Its thick keel and thin sides made it suitable for hauling fish caught in nets and gave it excellent stability and recoverability in case of swaying or capsizing. Before World War II, sabani builders from Okinawa even traveled to Japanese-administered islands such as Saipan, where they helped spread a variation known as the South Seas Sabani (南洋サバニ).

The sabani also appears in historical accounts such as the story of the Hisamatsu Go-yūshi ("Five Brave Men of Hisamatsu"), who are said to have rowed a sabani from Miyako Island to Ishigaki Island to report the sighting of the Russian Baltic Fleet during the Russo-Japanese War.

== Boatbuilding Techniques ==
Detailed analysis of the sabani's hull design and boatbuilding techniques can be found in 沖縄の舟サバニ (1985) by Katsuhiko Shiraishi, published by the Shiraishi Residential Design Studio.

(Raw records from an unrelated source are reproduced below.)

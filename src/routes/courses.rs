use actix_web::{HttpRequest, HttpResponse, Result as ActixResult, web};
use once_cell::sync::Lazy;

use super::{cross_check, tasks};
use crate::middlewares;
use crate::models::courses::requests::{
    AddMentorRequest, CourseListParams, CreateCourseRequest, EnrollStudentRequest,
    UpdateStudentStatusRequest,
};
use crate::services::CourseService;

// 懒加载的全局 COURSE_SERVICE 实例
static COURSE_SERVICE: Lazy<CourseService> = Lazy::new(CourseService::new_lazy);

pub async fn list_courses(
    req: HttpRequest,
    query: web::Query<CourseListParams>,
) -> ActixResult<HttpResponse> {
    COURSE_SERVICE.list_courses(query.into_inner(), &req).await
}

pub async fn create_course(
    req: HttpRequest,
    course_data: web::Json<CreateCourseRequest>,
) -> ActixResult<HttpResponse> {
    COURSE_SERVICE
        .create_course(course_data.into_inner(), &req)
        .await
}

pub async fn get_course(req: HttpRequest, course_id: web::Path<i64>) -> ActixResult<HttpResponse> {
    COURSE_SERVICE.get_course(course_id.into_inner(), &req).await
}

pub async fn get_course_stats(
    req: HttpRequest,
    course_id: web::Path<i64>,
) -> ActixResult<HttpResponse> {
    COURSE_SERVICE.get_stats(course_id.into_inner(), &req).await
}

pub async fn list_students(
    req: HttpRequest,
    course_id: web::Path<i64>,
) -> ActixResult<HttpResponse> {
    COURSE_SERVICE
        .list_students(course_id.into_inner(), &req)
        .await
}

pub async fn enroll_student(
    req: HttpRequest,
    course_id: web::Path<i64>,
    data: web::Json<EnrollStudentRequest>,
) -> ActixResult<HttpResponse> {
    COURSE_SERVICE
        .enroll_student(course_id.into_inner(), data.into_inner(), &req)
        .await
}

pub async fn update_student_status(
    req: HttpRequest,
    path: web::Path<(i64, String)>,
    data: web::Json<UpdateStudentStatusRequest>,
) -> ActixResult<HttpResponse> {
    let (course_id, github_id) = path.into_inner();
    COURSE_SERVICE
        .update_student_status(course_id, github_id, data.into_inner(), &req)
        .await
}

pub async fn list_mentors(
    req: HttpRequest,
    course_id: web::Path<i64>,
) -> ActixResult<HttpResponse> {
    COURSE_SERVICE
        .list_mentors(course_id.into_inner(), &req)
        .await
}

pub async fn add_mentor(
    req: HttpRequest,
    course_id: web::Path<i64>,
    data: web::Json<AddMentorRequest>,
) -> ActixResult<HttpResponse> {
    COURSE_SERVICE
        .add_mentor(course_id.into_inner(), data.into_inner(), &req)
        .await
}

// 配置路由
//
// 课程任务与互评路由挂在同一个 scope 下，写操作的管理员校验在服务层完成
pub fn configure_course_routes(cfg: &mut web::ServiceConfig) {
    cfg.service(
        web::scope("/api/v1/courses")
            .wrap(middlewares::RequireJWT)
            .service(
                web::resource("")
                    .route(web::get().to(list_courses))
                    .route(web::post().to(create_course)),
            )
            .route("/{course_id}", web::get().to(get_course))
            .route("/{course_id}/stats", web::get().to(get_course_stats))
            .service(
                web::resource("/{course_id}/students")
                    .route(web::get().to(list_students))
                    .route(web::post().to(enroll_student)),
            )
            .route(
                "/{course_id}/students/{github_id}/status",
                web::put().to(update_student_status),
            )
            .service(
                web::resource("/{course_id}/mentors")
                    .route(web::get().to(list_mentors))
                    .route(web::post().to(add_mentor)),
            )
            .configure(tasks::configure_course_task_routes)
            .configure(cross_check::configure_cross_check_routes),
    );
}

While the sabani transitioned into a plank-built (hagi-bune) boat after the Meiji era, it still retains characteristics of the earlier dugout style (kuri-bune), as is common with many traditional Japanese wooden boats. Its long, narrow hull enables higher speeds while also providing good resistance to lateral rolling. However, the sabani is also known for its lack of overall stability and is relatively easy to capsize.

The sabani was also structurally adapted to endure storms by allowing the vessel to partially submerge, thus riding out rough seas. After the storm, the boat could be righted and bailed out. Its flat bottom was designed for safe navigation in lagoon and reef environments. The paddle, known as eeku, was traditionally made from mokkokku (Michelia compressa), a wood suited to the salinity and buoyancy of seawater, and valued for its strength and durability.

Although there are historical records indicating the existence of double-hulled boats in the Kerama Islands near Okinawa, the sabani is generally a single-hulled vessel and does not feature outriggers. However, it was not uncommon to temporarily lash multiple sabani together for the transport of heavy cargo, according to Akiko Deguchi's Marukibune.

The sabani is equipped with battens known as fūzan for adjusting the shape of the sail, and the position of the mast can also be finely adjusted. In the case of wooden sabani, shark liver oil was sometimes applied to the hull to enhance resistance to rot. Additionally, sails were dyed using pig's blood to reduce permeability and increase their ability to catch the wind.